◆ **PROBLEM REQUIREMENTS**
Within this material, find every line where the string "PathBuf" appears, and copy it out.

◆ ◆ ◆ ◆ ◆

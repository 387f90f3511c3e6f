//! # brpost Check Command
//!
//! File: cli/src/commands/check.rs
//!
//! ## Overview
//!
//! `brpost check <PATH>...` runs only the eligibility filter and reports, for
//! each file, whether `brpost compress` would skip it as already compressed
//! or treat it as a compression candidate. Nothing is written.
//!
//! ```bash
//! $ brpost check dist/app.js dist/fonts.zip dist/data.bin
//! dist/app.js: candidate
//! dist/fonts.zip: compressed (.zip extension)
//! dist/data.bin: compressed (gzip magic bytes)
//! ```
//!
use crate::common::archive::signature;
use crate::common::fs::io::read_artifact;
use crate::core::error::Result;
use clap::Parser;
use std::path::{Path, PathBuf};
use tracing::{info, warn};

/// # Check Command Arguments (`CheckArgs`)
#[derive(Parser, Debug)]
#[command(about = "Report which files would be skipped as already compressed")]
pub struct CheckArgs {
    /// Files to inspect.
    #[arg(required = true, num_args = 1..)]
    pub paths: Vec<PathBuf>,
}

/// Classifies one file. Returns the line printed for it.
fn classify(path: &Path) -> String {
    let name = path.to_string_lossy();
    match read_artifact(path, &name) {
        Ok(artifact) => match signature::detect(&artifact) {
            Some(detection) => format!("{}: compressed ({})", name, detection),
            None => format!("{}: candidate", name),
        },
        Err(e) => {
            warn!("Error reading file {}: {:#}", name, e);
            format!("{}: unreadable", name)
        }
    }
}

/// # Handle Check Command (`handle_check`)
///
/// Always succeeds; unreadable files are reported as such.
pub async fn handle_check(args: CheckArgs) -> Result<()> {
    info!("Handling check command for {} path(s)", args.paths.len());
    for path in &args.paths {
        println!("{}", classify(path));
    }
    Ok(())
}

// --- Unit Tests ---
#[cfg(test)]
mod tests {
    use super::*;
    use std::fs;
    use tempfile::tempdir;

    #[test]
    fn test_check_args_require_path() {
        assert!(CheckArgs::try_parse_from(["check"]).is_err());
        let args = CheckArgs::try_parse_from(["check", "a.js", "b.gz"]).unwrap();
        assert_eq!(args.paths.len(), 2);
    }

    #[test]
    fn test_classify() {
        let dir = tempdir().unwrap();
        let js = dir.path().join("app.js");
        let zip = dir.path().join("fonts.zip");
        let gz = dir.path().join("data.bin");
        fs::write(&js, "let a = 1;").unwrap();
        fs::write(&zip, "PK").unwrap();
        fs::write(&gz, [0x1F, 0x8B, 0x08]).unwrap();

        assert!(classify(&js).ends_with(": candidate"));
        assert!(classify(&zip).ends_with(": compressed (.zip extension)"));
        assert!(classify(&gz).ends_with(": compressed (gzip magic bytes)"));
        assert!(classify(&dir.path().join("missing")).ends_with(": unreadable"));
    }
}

◆ ◆ ◆ ◆ ◆

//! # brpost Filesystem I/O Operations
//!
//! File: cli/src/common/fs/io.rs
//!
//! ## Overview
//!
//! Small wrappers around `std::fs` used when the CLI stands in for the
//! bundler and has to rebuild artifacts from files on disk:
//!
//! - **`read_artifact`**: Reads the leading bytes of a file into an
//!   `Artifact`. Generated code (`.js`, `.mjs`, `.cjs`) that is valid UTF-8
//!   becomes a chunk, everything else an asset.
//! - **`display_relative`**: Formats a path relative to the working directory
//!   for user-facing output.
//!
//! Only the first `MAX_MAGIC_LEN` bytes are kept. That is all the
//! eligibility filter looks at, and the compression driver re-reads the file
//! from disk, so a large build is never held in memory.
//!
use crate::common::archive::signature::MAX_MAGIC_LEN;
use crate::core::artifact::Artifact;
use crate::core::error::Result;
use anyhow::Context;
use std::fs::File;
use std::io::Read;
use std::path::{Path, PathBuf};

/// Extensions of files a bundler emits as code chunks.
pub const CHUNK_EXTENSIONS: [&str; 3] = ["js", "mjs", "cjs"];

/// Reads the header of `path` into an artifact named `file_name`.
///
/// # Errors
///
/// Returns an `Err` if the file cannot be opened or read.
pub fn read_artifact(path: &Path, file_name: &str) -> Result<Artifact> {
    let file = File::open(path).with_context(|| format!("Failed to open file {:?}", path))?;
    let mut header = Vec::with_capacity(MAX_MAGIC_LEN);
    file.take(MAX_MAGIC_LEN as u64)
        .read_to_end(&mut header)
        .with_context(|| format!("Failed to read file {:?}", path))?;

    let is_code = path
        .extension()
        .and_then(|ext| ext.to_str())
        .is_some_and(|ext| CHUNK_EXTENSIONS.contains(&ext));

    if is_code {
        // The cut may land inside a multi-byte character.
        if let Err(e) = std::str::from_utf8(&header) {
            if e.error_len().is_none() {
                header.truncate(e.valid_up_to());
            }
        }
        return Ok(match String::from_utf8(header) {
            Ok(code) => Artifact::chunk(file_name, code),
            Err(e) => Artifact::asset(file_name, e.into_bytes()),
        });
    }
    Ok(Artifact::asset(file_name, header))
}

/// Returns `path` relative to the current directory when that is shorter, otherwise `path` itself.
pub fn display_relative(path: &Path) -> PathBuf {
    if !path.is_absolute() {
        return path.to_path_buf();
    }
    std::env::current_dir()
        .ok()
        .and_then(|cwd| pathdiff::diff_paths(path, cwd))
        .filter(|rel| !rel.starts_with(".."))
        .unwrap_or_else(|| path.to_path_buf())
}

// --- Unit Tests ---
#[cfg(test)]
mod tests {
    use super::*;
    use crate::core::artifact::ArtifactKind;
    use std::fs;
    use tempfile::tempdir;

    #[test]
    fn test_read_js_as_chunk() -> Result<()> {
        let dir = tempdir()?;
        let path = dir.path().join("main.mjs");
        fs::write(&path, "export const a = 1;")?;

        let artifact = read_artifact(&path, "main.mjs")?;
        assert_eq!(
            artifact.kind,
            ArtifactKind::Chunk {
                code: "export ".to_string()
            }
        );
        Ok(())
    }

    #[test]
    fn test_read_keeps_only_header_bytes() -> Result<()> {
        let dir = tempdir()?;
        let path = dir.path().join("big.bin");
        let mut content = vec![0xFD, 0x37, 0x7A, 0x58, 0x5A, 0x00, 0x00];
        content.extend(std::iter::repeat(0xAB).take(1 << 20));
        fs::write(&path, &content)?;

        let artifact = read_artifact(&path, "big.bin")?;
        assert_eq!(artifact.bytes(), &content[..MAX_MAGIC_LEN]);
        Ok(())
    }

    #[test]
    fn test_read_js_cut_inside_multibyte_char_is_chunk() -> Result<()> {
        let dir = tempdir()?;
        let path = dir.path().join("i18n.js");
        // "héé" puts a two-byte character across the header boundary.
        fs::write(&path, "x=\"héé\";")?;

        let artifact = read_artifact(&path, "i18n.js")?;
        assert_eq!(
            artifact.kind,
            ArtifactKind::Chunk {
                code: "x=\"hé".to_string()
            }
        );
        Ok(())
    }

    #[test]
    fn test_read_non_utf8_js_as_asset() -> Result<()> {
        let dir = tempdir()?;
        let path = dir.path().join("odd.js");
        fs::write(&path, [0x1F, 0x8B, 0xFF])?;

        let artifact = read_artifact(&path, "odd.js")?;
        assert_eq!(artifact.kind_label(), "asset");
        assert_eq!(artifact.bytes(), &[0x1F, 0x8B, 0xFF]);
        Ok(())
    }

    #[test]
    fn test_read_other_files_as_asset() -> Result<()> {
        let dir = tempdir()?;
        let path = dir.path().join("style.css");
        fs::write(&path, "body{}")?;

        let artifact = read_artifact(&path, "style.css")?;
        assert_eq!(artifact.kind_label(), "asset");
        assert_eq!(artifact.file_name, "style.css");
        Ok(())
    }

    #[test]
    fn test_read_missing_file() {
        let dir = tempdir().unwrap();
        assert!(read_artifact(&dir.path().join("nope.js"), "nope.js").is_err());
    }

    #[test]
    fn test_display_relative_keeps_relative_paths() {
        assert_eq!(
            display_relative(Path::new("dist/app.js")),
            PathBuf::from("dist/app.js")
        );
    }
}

◆ ◆ ◆ ◆ ◆

◆ **RESPONSE AREA**
use std::path::{Path, PathBuf};
    pub paths: Vec<PathBuf>,
use std::path::{Path, PathBuf};
pub fn display_relative(path: &Path) -> PathBuf {
            PathBuf::from("dist/app.js")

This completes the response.